→ **Requirement**
Copy each line of the records that contains the word "epoch".

>>>

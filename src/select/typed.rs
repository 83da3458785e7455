//! Type-specific builders layered on `PropSelector`.
//!
//! Every predicate here checks the value's runtime type first; a value of
//! the wrong type is a non-match, never an error.

use std::cmp::Ordering;

use regex::Regex;

use super::predicate::PropertyPredicate;
use super::prop_selector::{
    FloatKind, IntKind, ListKind, PropSelector, SelectorKind, StringKind,
};
use crate::model::{FromValue, Property, PropertyType, Value};
use crate::{Error, Result};

// ============================================================================
// Strings
// ============================================================================

impl PropSelector<StringKind> {
    fn with_str_test<F>(self, f: F) -> Self
    where
        F: Fn(&str) -> bool + Send + Sync + 'static,
    {
        self.with_property_matching(move |p| p.value.as_str().is_some_and(&f))
    }

    pub fn with_value_that_starts_with(self, prefix: impl Into<String>) -> Self {
        let prefix = prefix.into();
        self.with_str_test(move |s| s.starts_with(prefix.as_str()))
    }

    pub fn with_value_that_ends_with(self, suffix: impl Into<String>) -> Self {
        let suffix = suffix.into();
        self.with_str_test(move |s| s.ends_with(suffix.as_str()))
    }

    pub fn with_value_that_contains(self, needle: impl Into<String>) -> Self {
        let needle = needle.into();
        self.with_str_test(move |s| s.contains(needle.as_str()))
    }

    /// Whole-string regular expression match. The pattern is compiled here,
    /// so a malformed pattern fails the builder instead of every evaluation.
    pub fn with_value_that_matches_pattern(self, pattern: &str) -> Result<Self> {
        let anchored = Regex::new(&format!("^(?:{pattern})$")).map_err(|source| {
            Error::InvalidPattern {
                pattern: pattern.to_string(),
                source,
            }
        })?;
        Ok(self.with_str_test(move |s| anchored.is_match(s)))
    }
}

// ============================================================================
// Numbers
// ============================================================================

/// Selector kinds that compare a scalar of one exact runtime type.
pub trait NumericKind: SelectorKind {
    type Scalar: FromValue + PartialOrd + Copy + Send + Sync + 'static;
}

impl NumericKind for FloatKind { type Scalar = f64; }
impl NumericKind for IntKind { type Scalar = i64; }

impl<K: NumericKind> PropSelector<K> {
    fn with_comparison(self, bound: K::Scalar, accept: fn(Ordering) -> bool) -> Self {
        self.with_property_matching(move |p| {
            K::Scalar::from_value(&p.value)
                .ok()
                .and_then(|v| v.partial_cmp(&bound))
                .is_some_and(accept)
        })
    }

    pub fn with_value_that_is_greater_than(self, bound: K::Scalar) -> Self {
        self.with_comparison(bound, Ordering::is_gt)
    }

    pub fn with_value_that_is_greater_than_or_equal_to(self, bound: K::Scalar) -> Self {
        self.with_comparison(bound, Ordering::is_ge)
    }

    pub fn with_value_that_is_less_than(self, bound: K::Scalar) -> Self {
        self.with_comparison(bound, Ordering::is_lt)
    }

    pub fn with_value_that_is_less_than_or_equal_to(self, bound: K::Scalar) -> Self {
        self.with_comparison(bound, Ordering::is_le)
    }
}

// ============================================================================
// Lists
// ============================================================================

/// A list element presented as a property, so element-level selectors can
/// run against it: it keeps the list's name and takes the declared element
/// type.
fn element_property(list: &Property, element: &Value) -> Property {
    Property {
        name: list.name.clone(),
        declared_type: list
            .declared_type
            .element_type()
            .cloned()
            .unwrap_or(PropertyType::Any),
        value: element.clone(),
    }
}

impl PropSelector<ListKind> {
    fn with_list_test<F>(self, f: F) -> Self
    where
        F: Fn(&Property, &[Value]) -> bool + Send + Sync + 'static,
    {
        self.with_property_matching(move |p| p.value.as_list().is_some_and(|items| f(p, items)))
    }

    /// The list holds every given element (superset test).
    pub fn which_contains<I, V>(self, elements: I) -> Self
    where
        I: IntoIterator<Item = V>,
        V: Into<Value>,
    {
        let wanted: Vec<Value> = elements.into_iter().map(Into::into).collect();
        self.with_list_test(move |_, items| wanted.iter().all(|w| items.contains(w)))
    }

    /// The list holds the given elements and has exactly as many entries,
    /// in any order.
    pub fn which_only_contains<I, V>(self, elements: I) -> Self
    where
        I: IntoIterator<Item = V>,
        V: Into<Value>,
    {
        let wanted: Vec<Value> = elements.into_iter().map(Into::into).collect();
        self.with_list_test(move |_, items| {
            items.len() == wanted.len() && wanted.iter().all(|w| items.contains(w))
        })
    }

    /// Every element converts to `T` and passes `f`. An element that does
    /// not convert fails the whole predicate. Empty lists pass.
    pub fn with_all_elements_complying_to<T, F>(self, f: F) -> Self
    where
        T: FromValue + 'static,
        F: Fn(&T) -> bool + Send + Sync + 'static,
    {
        self.with_list_test(move |_, items| {
            items.iter().all(|item| match T::from_value(item) {
                Ok(v) => f(&v),
                Err(_) => false,
            })
        })
    }

    /// Some element converts to `T` and passes `f`. Elements that do not
    /// convert are skipped.
    pub fn with_at_least_one_element_complying_to<T, F>(self, f: F) -> Self
    where
        T: FromValue + 'static,
        F: Fn(&T) -> bool + Send + Sync + 'static,
    {
        self.with_list_test(move |_, items| {
            items.iter().any(|item| match T::from_value(item) {
                Ok(v) => f(&v),
                Err(_) => false,
            })
        })
    }

    /// Every element, seen as a property, satisfies `selector`.
    pub fn with_all_elements_complying_to_selector<E: SelectorKind>(
        self,
        selector: &PropSelector<E>,
    ) -> Self {
        let pred: PropertyPredicate = selector.as_predicate();
        self.with_list_test(move |list, items| {
            items.iter().all(|item| pred.test(&element_property(list, item)))
        })
    }

    /// Some element, seen as a property, satisfies `selector`.
    pub fn with_at_least_one_element_complying_to_selector<E: SelectorKind>(
        self,
        selector: &PropSelector<E>,
    ) -> Self {
        let pred: PropertyPredicate = selector.as_predicate();
        self.with_list_test(move |list, items| {
            items.iter().any(|item| pred.test(&element_property(list, item)))
        })
    }
}
//! Dual-loop scheduler.
//!
//! The reflex loop handles every frame at camera rate; the cognitive loop
//! wakes only on a narration trigger. The two loops share the history store
//! and the speech dispatcher and nothing else, so a slow captioner or
//! narrator never delays hazard alerts.
//!
//! Frames and triggers travel through bounded queues that drop on overflow:
//! the newest frame matters more than a complete one.

pub mod alert;
pub mod cognitive;
mod queue;
pub(crate) mod reflex;

pub use alert::{Alert, AlertConfig, AlertGate};
pub use cognitive::NarrationReport;

use anyhow::{anyhow, Context, Result};
use std::sync::atomic::{AtomicBool, AtomicU64, Ordering};
use std::sync::mpsc::Receiver;
use std::sync::{Arc, Mutex, MutexGuard};
use std::thread::JoinHandle;
use std::time::{Duration, Instant};

use crate::detect::ObjectTracker;
use crate::frame::Frame;
use crate::hazard::{HazardClassifier, HazardConfig};
use crate::history::{HistoryStore, DEFAULT_HISTORY_CAPACITY, DEFAULT_MAX_MISSING_FRAMES};
use crate::ingest::FrameSource;
use crate::movement::{MovementClassifier, MovementConfig};
use crate::narrate::{Narrator, SceneCaptioner};
use crate::speech::SpeechDispatcher;
use crate::worker::join_with_timeout;

use cognitive::CognitiveLoop;
use queue::{DropSender, FrameJob};
use reflex::ReflexLoop;

/// Pause before retrying a failed frame read.
const READ_RETRY_DELAY: Duration = Duration::from_millis(100);
const HEALTH_LOG_INTERVAL: Duration = Duration::from_secs(5);

#[derive(Debug, Clone)]
pub struct SchedulerConfig {
    /// Capture rate for `run_capture`.
    pub reflex_fps: u32,
    pub frame_queue_capacity: usize,
    pub frame_poll: Duration,
    pub trigger_poll: Duration,
    pub join_timeout: Duration,
    /// Stale-object cleanup runs on frame ids divisible by this.
    pub cleanup_interval_frames: u64,
    pub max_missing_frames: u64,
    pub history_capacity: usize,
}

impl Default for SchedulerConfig {
    fn default() -> Self {
        Self {
            reflex_fps: 30,
            frame_queue_capacity: 5,
            frame_poll: Duration::from_millis(100),
            trigger_poll: Duration::from_millis(500),
            join_timeout: Duration::from_secs(2),
            cleanup_interval_frames: 30,
            max_missing_frames: DEFAULT_MAX_MISSING_FRAMES,
            history_capacity: DEFAULT_HISTORY_CAPACITY,
        }
    }
}

#[derive(Clone, Copy, Debug, PartialEq, Eq)]
pub enum SchedulerState {
    Idle,
    Running,
    Stopping,
    Stopped,
}

#[derive(Default)]
pub(crate) struct Counters {
    pub frames_submitted: AtomicU64,
    pub frames_processed: AtomicU64,
    pub frame_errors: AtomicU64,
    pub alerts: AtomicU64,
    pub narrations: AtomicU64,
}

#[derive(Clone, Debug, Default, PartialEq, Eq)]
pub struct SchedulerStats {
    pub frames_submitted: u64,
    pub frames_dropped: u64,
    pub frames_processed: u64,
    pub frame_errors: u64,
    pub alerts_dispatched: u64,
    pub narrations_completed: u64,
    pub triggers_dropped: u64,
    pub tracked_objects: usize,
    pub speech_pending: usize,
}

fn lock<T>(mutex: &Mutex<T>) -> MutexGuard<'_, T> {
    mutex.lock().unwrap_or_else(|poisoned| poisoned.into_inner())
}

pub struct Scheduler {
    config: SchedulerConfig,
    alerts: AlertConfig,
    classifier: Arc<HazardClassifier>,
    movement: Mutex<Option<MovementClassifier>>,
    store: Arc<HistoryStore>,
    speech: Arc<SpeechDispatcher>,
    running: Arc<AtomicBool>,
    state: Mutex<SchedulerState>,
    counters: Arc<Counters>,
    next_frame_id: AtomicU64,
    epoch: Instant,
    current: Arc<Mutex<Option<FrameJob>>>,
    frame_tx: DropSender<FrameJob>,
    frame_rx: Mutex<Option<Receiver<FrameJob>>>,
    trigger_tx: DropSender<()>,
    trigger_rx: Mutex<Option<Receiver<()>>>,
    workers: Mutex<Vec<(&'static str, JoinHandle<()>)>>,
}

impl Scheduler {
    pub fn new(
        config: SchedulerConfig,
        alerts: AlertConfig,
        hazards: HazardConfig,
        movement: MovementConfig,
        speech: Arc<SpeechDispatcher>,
    ) -> Self {
        let (frame_tx, frame_rx) = queue::bounded(config.frame_queue_capacity);
        let (trigger_tx, trigger_rx) = queue::bounded(1);
        Self {
            store: Arc::new(HistoryStore::new(config.history_capacity)),
            config,
            alerts,
            classifier: Arc::new(HazardClassifier::new(hazards)),
            movement: Mutex::new(Some(MovementClassifier::new(movement))),
            speech,
            running: Arc::new(AtomicBool::new(false)),
            state: Mutex::new(SchedulerState::Idle),
            counters: Arc::new(Counters::default()),
            next_frame_id: AtomicU64::new(0),
            epoch: Instant::now(),
            current: Arc::new(Mutex::new(None)),
            frame_tx,
            frame_rx: Mutex::new(Some(frame_rx)),
            trigger_tx,
            trigger_rx: Mutex::new(Some(trigger_rx)),
            workers: Mutex::new(Vec::new()),
        }
    }

    pub fn state(&self) -> SchedulerState {
        *lock(&self.state)
    }

    pub fn is_running(&self) -> bool {
        self.running.load(Ordering::SeqCst)
    }

    pub fn store(&self) -> &Arc<HistoryStore> {
        &self.store
    }

    pub fn speech(&self) -> &Arc<SpeechDispatcher> {
        &self.speech
    }

    pub fn config(&self) -> &SchedulerConfig {
        &self.config
    }

    /// Start both loops. Each model handle moves into exactly one loop.
    pub fn start(
        &self,
        mut tracker: Box<dyn ObjectTracker>,
        captioner: Box<dyn SceneCaptioner>,
        narrator: Box<dyn Narrator>,
    ) -> Result<()> {
        let mut state = lock(&self.state);
        if *state != SchedulerState::Idle {
            return Err(anyhow!("scheduler cannot start from state {:?}", *state));
        }
        tracker
            .warm_up()
            .with_context(|| format!("warm up {} tracker", tracker.name()))?;
        if !narrator.check_connection() {
            log::warn!(
                "narrator '{}' not reachable; narration will fall back to captions",
                narrator.name()
            );
        }

        let frames = lock(&self.frame_rx)
            .take()
            .ok_or_else(|| anyhow!("frame queue already consumed"))?;
        let triggers = lock(&self.trigger_rx)
            .take()
            .ok_or_else(|| anyhow!("trigger queue already consumed"))?;
        let movement = lock(&self.movement).take().unwrap_or_default();

        self.running.store(true, Ordering::SeqCst);

        let reflex = ReflexLoop {
            running: self.running.clone(),
            store: self.store.clone(),
            classifier: self.classifier.clone(),
            gate: AlertGate::new(self.alerts.clone()),
            speech: self.speech.clone(),
            counters: self.counters.clone(),
            config: self.config.clone(),
        };
        let cognitive = CognitiveLoop {
            running: self.running.clone(),
            store: self.store.clone(),
            movement,
            current: self.current.clone(),
            speech: self.speech.clone(),
            counters: self.counters.clone(),
            config: self.config.clone(),
        };

        let spawned = std::thread::Builder::new()
            .name("reflex".into())
            .spawn(move || reflex.run(tracker, frames))
            .context("spawn reflex loop")
            .and_then(|reflex| {
                lock(&self.workers).push(("reflex loop", reflex));
                std::thread::Builder::new()
                    .name("cognitive".into())
                    .spawn(move || cognitive.run(captioner, narrator, triggers))
                    .context("spawn cognitive loop")
            });
        match spawned {
            Ok(cognitive) => {
                lock(&self.workers).push(("cognitive loop", cognitive));
                *state = SchedulerState::Running;
                log::info!(
                    "scheduler running (queue capacity {}, cleanup every {} frames)",
                    self.config.frame_queue_capacity,
                    self.config.cleanup_interval_frames
                );
                Ok(())
            }
            Err(e) => {
                drop(state);
                self.stop();
                Err(e)
            }
        }
    }

    /// Hand a frame to the reflex loop without blocking.
    ///
    /// The frame also becomes the snapshot the cognitive loop narrates.
    /// Returns the assigned frame id, or `None` when the frame was dropped.
    pub fn submit_frame(&self, frame: Frame) -> Option<u64> {
        if !self.is_running() {
            return None;
        }
        let frame_id = self.next_frame_id.fetch_add(1, Ordering::SeqCst) + 1;
        let job = FrameJob {
            frame_id,
            timestamp: self.epoch.elapsed().as_secs_f64(),
            frame: Arc::new(frame),
        };
        self.counters.frames_submitted.fetch_add(1, Ordering::Relaxed);
        *lock(&self.current) = Some(job.clone());
        if self.frame_tx.offer(job) {
            Some(frame_id)
        } else {
            log::debug!("frame queue full; dropped frame {}", frame_id);
            None
        }
    }

    /// Request a narration. Dropped while one is already pending.
    pub fn trigger(&self) -> bool {
        if !self.is_running() {
            return false;
        }
        let accepted = self.trigger_tx.offer(());
        if !accepted {
            log::debug!("narration already pending; trigger dropped");
        }
        accepted
    }

    /// Capture loop on the calling thread. Pulls frames at `reflex_fps` until
    /// the scheduler stops or the source ends.
    pub fn run_capture(&self, source: &mut dyn FrameSource) -> Result<()> {
        source.connect().context("connect frame source")?;
        let interval = Duration::from_secs_f64(1.0 / f64::from(self.config.reflex_fps.max(1)));
        let mut last_health_log = Instant::now();

        while self.is_running() {
            let started = Instant::now();
            match source.next_frame() {
                Ok(Some(frame)) => {
                    self.submit_frame(frame);
                }
                Ok(None) => {
                    log::info!("frame source reached end of stream");
                    break;
                }
                Err(e) => {
                    log::warn!("frame read failed: {:#}", e);
                    std::thread::sleep(READ_RETRY_DELAY);
                    continue;
                }
            }

            if last_health_log.elapsed() >= HEALTH_LOG_INTERVAL {
                let stats = source.stats();
                log::info!(
                    "source health={} frames={} rewinds={} source={}",
                    source.is_healthy(),
                    stats.frames_captured,
                    stats.rewinds,
                    stats.source
                );
                last_health_log = Instant::now();
            }

            if let Some(remaining) = interval.checked_sub(started.elapsed()) {
                std::thread::sleep(remaining);
            }
        }
        source.release();
        Ok(())
    }

    /// Stop both loops and the speech dispatcher. Idempotent.
    pub fn stop(&self) {
        {
            let mut state = lock(&self.state);
            match *state {
                SchedulerState::Stopping | SchedulerState::Stopped => return,
                SchedulerState::Idle | SchedulerState::Running => *state = SchedulerState::Stopping,
            }
        }
        log::info!("stopping scheduler");
        self.running.store(false, Ordering::SeqCst);
        let workers: Vec<_> = lock(&self.workers).drain(..).collect();
        for (name, handle) in workers {
            join_with_timeout(handle, self.config.join_timeout, name);
        }
        self.speech.shutdown();
        *lock(&self.state) = SchedulerState::Stopped;
        log::info!("scheduler stopped");
    }

    pub fn stats(&self) -> SchedulerStats {
        let c = &self.counters;
        SchedulerStats {
            frames_submitted: c.frames_submitted.load(Ordering::Relaxed),
            frames_dropped: self.frame_tx.dropped(),
            frames_processed: c.frames_processed.load(Ordering::Relaxed),
            frame_errors: c.frame_errors.load(Ordering::Relaxed),
            alerts_dispatched: c.alerts.load(Ordering::Relaxed),
            narrations_completed: c.narrations.load(Ordering::Relaxed),
            triggers_dropped: self.trigger_tx.dropped(),
            tracked_objects: self.store.len(),
            speech_pending: self.speech.pending(),
        }
    }
}

impl Drop for Scheduler {
    fn drop(&mut self) {
        self.stop();
    }
}

#[cfg(test)]
mod tests {
    use super::*;
    use crate::narrate::{FallbackNarrator, StaticCaptioner};
    use crate::speech::{LogAudio, SpeechConfig};
    use crate::detect::ScriptedTracker;

    fn scheduler(config: SchedulerConfig) -> Scheduler {
        let speech = Arc::new(SpeechDispatcher::spawn(
            Arc::new(LogAudio),
            SpeechConfig::default(),
        ));
        Scheduler::new(
            config,
            AlertConfig::default(),
            HazardConfig::default(),
            MovementConfig::default(),
            speech,
        )
    }

    fn start(scheduler: &Scheduler) -> Result<()> {
        scheduler.start(
            Box::new(ScriptedTracker::passing_car(30)),
            Box::new(StaticCaptioner::default()),
            Box::new(FallbackNarrator),
        )
    }

    #[test]
    fn lifecycle_transitions() -> Result<()> {
        let scheduler = scheduler(SchedulerConfig::default());
        assert_eq!(scheduler.state(), SchedulerState::Idle);
        assert!(scheduler.submit_frame(Frame::blank(4, 4)?).is_none());
        assert!(!scheduler.trigger());

        start(&scheduler)?;
        assert_eq!(scheduler.state(), SchedulerState::Running);
        assert!(start(&scheduler).is_err());

        scheduler.stop();
        assert_eq!(scheduler.state(), SchedulerState::Stopped);
        scheduler.stop();
        assert!(!scheduler.speech().is_running());
        assert!(start(&scheduler).is_err());
        Ok(())
    }

    #[test]
    fn overflowing_frame_queue_drops_frames() -> Result<()> {
        let scheduler = scheduler(SchedulerConfig {
            frame_queue_capacity: 2,
            ..SchedulerConfig::default()
        });
        // Running without loops so nothing drains the queue.
        scheduler.running.store(true, Ordering::SeqCst);
        assert_eq!(scheduler.submit_frame(Frame::blank(4, 4)?), Some(1));
        assert_eq!(scheduler.submit_frame(Frame::blank(4, 4)?), Some(2));
        assert_eq!(scheduler.submit_frame(Frame::blank(4, 4)?), None);
        assert!(scheduler.trigger());
        assert!(!scheduler.trigger());

        let stats = scheduler.stats();
        assert_eq!(stats.frames_submitted, 3);
        assert_eq!(stats.frames_dropped, 1);
        assert_eq!(stats.triggers_dropped, 1);
        Ok(())
    }
}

<<<

→ **Reply to the task**
    epoch: Instant,
            epoch: Instant::now(),
            timestamp: self.epoch.elapsed().as_secs_f64(),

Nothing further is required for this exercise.